There’s been a weird trend recently of companies making uninspired movies about nostalgic toys: we had Battleship a few years back, and the Transformers series has been a huge hit, so now we’ve got Trolls. Why is there a movie about brightly colored toys from the ’60s? Sure this isn’t as bad as The Smurfs, but it’s nothing special.
Trolls is a simple adventure movie starring the cheery Princess Poppy (Anna Kendrick) and downer Branch (Justin Timberlake). When a group of trolls is captured to be eaten by the evil Bergens, our leads set out to rescue them, and you can guess the rest of the story.
Just about everything is bright and adorable, and the plot is punctuated with pop songs that range from Justin Timberlake to Earth, Wind & Fire. There are a couple original songs as well – my favorite is written by the duo behind last year’s La La Land and Broadway’s Dear Evan Hansen – and the big show-stopper is without a doubt the ubiquitous “Can’t Stop The Feeling!”.
Despite featuring a whole lot of songs, though, Trolls is hardly a good musical. Very little of the music contributes to the story itself, and your enjoyment of the songs will come more from recognizing them than from their quality or what they accomplish for the story and characters. While this can work in another film, Trolls simply isn’t strong enough to support itself under threat of its viewers thinking of something else. If you’re not pulled in by the bright colors and flashy musical numbers, you’ll sit there bored until you notice that you’re only about 20 minutes in.

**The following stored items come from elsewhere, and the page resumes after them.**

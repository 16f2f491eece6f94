//! End-to-end demo: generate 2D blobs, train the two-layer classifier, and
//! render the plots.
//!
//! Run with:
//!   cargo run --release
//!
//! Writes plots/scatter.png, plots/loss.png, plots/accuracy.png,
//! plots/boundary.png and the trained weights as model.json.

use blobnet::{
    accuracy, make_blobs, train_loop, train_test_split, Adam, Classifier, Matrix, Network,
    TrainConfig, DEFAULT_TEST_FRACTION,
};
use blobnet::plot::{accuracy_curves, decision_boundary, loss_curve, scatter_plot};

const SAMPLE_COUNT: usize = 200;
const LABEL_COUNT: usize = 2;
const EPOCHS: usize = 100;
const LEARNING_RATE: f64 = 0.005;

fn main() -> std::io::Result<()> {
    // Two warm-up sanity checks on the matrix type before touching real
    // data: an all-zero matrix has zero min/max, and uniform entries stay
    // inside the unit interval.
    let zeros = Matrix::zeros(4, 4);
    assert!(zeros.min() == 0.0 && zeros.max() == 0.0);
    let uniform = Matrix::uniform(4, 4);
    assert!(uniform.min() >= 0.0 && uniform.max() <= 1.0);

    // ── Data ───────────────────────────────────────────────────────────────
    let (features, labels) = make_blobs(SAMPLE_COUNT, LABEL_COUNT);
    println!("Generated {} samples around {} centers.", features.rows, LABEL_COUNT);

    std::fs::create_dir_all("plots")?;
    scatter_plot(&features, &labels, "plots/scatter.png")?;

    let (train_x, test_x, train_y, test_y) =
        train_test_split(&features, &labels, DEFAULT_TEST_FRACTION);
    println!("Split: {} train / {} test.", train_y.len(), test_y.len());

    // ── Model & training ───────────────────────────────────────────────────
    let mut network = Network::blob_classifier(LABEL_COUNT);
    let mut optimizer = Adam::new(&network, LEARNING_RATE);
    let config = TrainConfig::new(EPOCHS);

    let history = train_loop(
        &mut network,
        &train_x,
        &train_y,
        &test_x,
        &test_y,
        &mut optimizer,
        &config,
    );

    let final_train_acc = accuracy(&network.predict(&train_x), &train_y);
    let final_test_acc = accuracy(&network.predict(&test_x), &test_y);
    println!("Final train accuracy: {final_train_acc:.3}");
    println!("Final test accuracy:  {final_test_acc:.3}");

    // ── Plots & saved weights ──────────────────────────────────────────────
    loss_curve(&history, "plots/loss.png")?;
    accuracy_curves(&history, "plots/accuracy.png")?;
    decision_boundary(&network, &features, &labels, "plots/boundary.png")?;
    network.save_json("model.json")?;
    println!("Wrote plots/ and model.json.");

    Ok(())
}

It may appear unreasonable for me to care much about the quality of a kids’ movie like this, but I want to hold DreamWorks Animation to a higher standard. They have put out some great work; their second film ever, The Prince of Egypt, features some of the best animation that I’ve seen in a movie, and the How To Train Your Dragon series has provided some of the best reasons for us to continue paying for 3D theater tickets. DreamWorks has been very hit-and-miss lately with their releases, though, and I would call this one a miss. Movies like Trolls, as well as Home from the year before it, just look lazy in comparison to what the studio can make.
Overall, Trolls is innocent enough and is a fine movie to put on in front of kids; they’ll be entertained by the colorful visuals, and it has a fine enough moral. You won’t find much in terms of quality, though, and the movie ends up feeling about as plastic as the toys it is based on.